Work required
Write out the whole listing word for word.

Extracted material
□ □ □ □
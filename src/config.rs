// ABOUTME: Application configuration loaded from environment variables
// ABOUTME: Data directory, autosave debounce window, and storage backend selection
//
// SPDX-License-Identifier: MIT OR Apache-2.0
// Copyright (c) 2025 Pierre Fitness Intelligence

use nourish_core::constants::persistence::{APP_DIR_NAME, DEFAULT_AUTOSAVE_DEBOUNCE_MS};
use nourish_core::errors::{AppError, AppResult};
use nourish_intelligence::NutritionConfig;
use serde::{Deserialize, Serialize};
use std::env;
use std::path::{Path, PathBuf};
use std::str::FromStr;
use std::time::Duration;

/// Where user snapshots and accounts are kept
#[derive(Debug, Clone, Copy, PartialEq, Eq, Default, Serialize, Deserialize)]
#[serde(rename_all = "lowercase")]
pub enum StorageBackend {
    /// JSON files under the data directory
    #[default]
    File,
    /// Process memory, lost on exit
    Memory,
}

impl FromStr for StorageBackend {
    type Err = AppError;

    fn from_str(s: &str) -> Result<Self, Self::Err> {
        match s.trim().to_lowercase().as_str() {
            "file" => Ok(Self::File),
            "memory" => Ok(Self::Memory),
            other => Err(AppError::config(format!(
                "NOURISH_STORAGE must be 'file' or 'memory', got '{other}'"
            ))),
        }
    }
}

/// Application configuration
#[derive(Debug, Clone)]
pub struct AppConfig {
    /// Root directory for persisted data
    pub data_dir: PathBuf,
    /// Quiet period before staged state is flushed
    pub autosave_debounce: Duration,
    /// Storage backend
    pub storage: StorageBackend,
    /// Calculator coefficients
    pub nutrition: NutritionConfig,
}

impl Default for AppConfig {
    fn default() -> Self {
        Self {
            data_dir: default_data_dir(),
            autosave_debounce: Duration::from_millis(DEFAULT_AUTOSAVE_DEBOUNCE_MS),
            storage: StorageBackend::default(),
            nutrition: NutritionConfig::default(),
        }
    }
}

impl AppConfig {
    /// Load configuration from environment variables
    ///
    /// - `NOURISH_DATA_DIR`: data directory
    /// - `NOURISH_AUTOSAVE_DEBOUNCE_MS`: autosave quiet period in milliseconds
    /// - `NOURISH_STORAGE`: `file` or `memory`
    ///
    /// # Errors
    ///
    /// Returns a `ConfigInvalid` error if a value cannot be parsed
    pub fn from_env() -> AppResult<Self> {
        let data_dir = env::var("NOURISH_DATA_DIR").map_or_else(|_| default_data_dir(), PathBuf::from);

        let debounce_ms = env_var_or(
            "NOURISH_AUTOSAVE_DEBOUNCE_MS",
            &DEFAULT_AUTOSAVE_DEBOUNCE_MS.to_string(),
        )
        .parse::<u64>()
        .map_err(|e| {
            AppError::config("NOURISH_AUTOSAVE_DEBOUNCE_MS must be a whole number of milliseconds")
                .with_source(e)
        })?;

        let storage = env_var_or("NOURISH_STORAGE", "file").parse()?;

        Ok(Self {
            data_dir,
            autosave_debounce: Duration::from_millis(debounce_ms),
            storage,
            nutrition: NutritionConfig::default(),
        })
    }

    /// Override the data directory
    #[must_use]
    pub fn with_data_dir(mut self, data_dir: impl AsRef<Path>) -> Self {
        self.data_dir = data_dir.as_ref().to_path_buf();
        self
    }
}

/// `dirs::data_dir()/nourish`, or `./.nourish` when the platform has none
#[must_use]
pub fn default_data_dir() -> PathBuf {
    dirs::data_dir().map_or_else(
        || PathBuf::from(format!(".{APP_DIR_NAME}")),
        |dir| dir.join(APP_DIR_NAME),
    )
}

/// Get environment variable or default value
fn env_var_or(key: &str, default: &str) -> String {
    env::var(key).unwrap_or_else(|_| default.to_owned())
}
□ □ □ □
Answer to the exercise
filename src/config.rs
// ABOUTME: Application configuration loaded from environment variables
// ABOUTME: Data directory, autosave debounce window, and storage backend selection
//
// SPDX-License-Identifier: MIT OR Apache-2.0
// Copyright (c) 2025 Pierre Fitness Intelligence

use nourish_core::constants::persistence::{APP_DIR_NAME, DEFAULT_AUTOSAVE_DEBOUNCE_MS};
use nourish_core::errors::{AppError, AppResult};
use nourish_intelligence::NutritionConfig;
use serde::{Deserialize, Serialize};
use std::env;
use std::path::{Path, PathBuf};
use std::str::FromStr;
use std::time::Duration;

/// Where user snapshots and accounts are kept
#[derive(Debug, Clone, Copy, PartialEq, Eq, Default, Serialize, Deserialize)]
#[serde(rename_all = "lowercase")]
pub enum StorageBackend {
    /// JSON files under the data directory
    #[default]
    File,
    /// Process memory, lost on exit
    Memory,
}

impl FromStr for StorageBackend {
    type Err = AppError;

    fn from_str(s: &str) -> Result<Self, Self::Err> {
        match s.trim().to_lowercase().as_str() {
            "file" => Ok(Self::File),
            "memory" => Ok(Self::Memory),
            other => Err(AppError::config(format!(
                "NOURISH_STORAGE must be 'file' or 'memory', got '{other}'"
            ))),
        }
    }
}

/// Application configuration
#[derive(Debug, Clone)]
pub struct AppConfig {
    /// Root directory for persisted data
    pub data_dir: PathBuf,
    /// Quiet period before staged state is flushed
    pub autosave_debounce: Duration,
    /// Storage backend
    pub storage: StorageBackend,
    /// Calculator coefficients
    pub nutrition: NutritionConfig,
}

impl Default for AppConfig {
    fn default() -> Self {
        Self {
            data_dir: default_data_dir(),
            autosave_debounce: Duration::from_millis(DEFAULT_AUTOSAVE_DEBOUNCE_MS),
            storage: StorageBackend::default(),
            nutrition: NutritionConfig::default(),
        }
    }
}

impl AppConfig {
    /// Load configuration from environment variables
    ///
    /// - `NOURISH_DATA_DIR`: data directory
    /// - `NOURISH_AUTOSAVE_DEBOUNCE_MS`: autosave quiet period in milliseconds
    /// - `NOURISH_STORAGE`: `file` or `memory`
    ///
    /// # Errors
    ///
    /// Returns a `ConfigInvalid` error if a value cannot be parsed
    pub fn from_env() -> AppResult<Self> {
        let data_dir = env::var("NOURISH_DATA_DIR").map_or_else(|_| default_data_dir(), PathBuf::from);

        let debounce_ms = env_var_or(
            "NOURISH_AUTOSAVE_DEBOUNCE_MS",
            &DEFAULT_AUTOSAVE_DEBOUNCE_MS.to_string(),
        )
        .parse::<u64>()
        .map_err(|e| {
            AppError::config("NOURISH_AUTOSAVE_DEBOUNCE_MS must be a whole number of milliseconds")
                .with_source(e)
        })?;

        let storage = env_var_or("NOURISH_STORAGE", "file").parse()?;

        Ok(Self {
            data_dir,
            autosave_debounce: Duration::from_millis(debounce_ms),
            storage,
            nutrition: NutritionConfig::default(),
        })
    }

    /// Override the data directory
    #[must_use]
    pub fn with_data_dir(mut self, data_dir: impl AsRef<Path>) -> Self {
        self.data_dir = data_dir.as_ref().to_path_buf();
        self
    }
}

/// `dirs::data_dir()/nourish`, or `./.nourish` when the platform has none
#[must_use]
pub fn default_data_dir() -> PathBuf {
    dirs::data_dir().map_or_else(
        || PathBuf::from(format!(".{APP_DIR_NAME}")),
        |dir| dir.join(APP_DIR_NAME),
    )
}

/// Get environment variable or default value
fn env_var_or(key: &str, default: &str) -> String {
    env::var(key).unwrap_or_else(|_| default.to_owned())
}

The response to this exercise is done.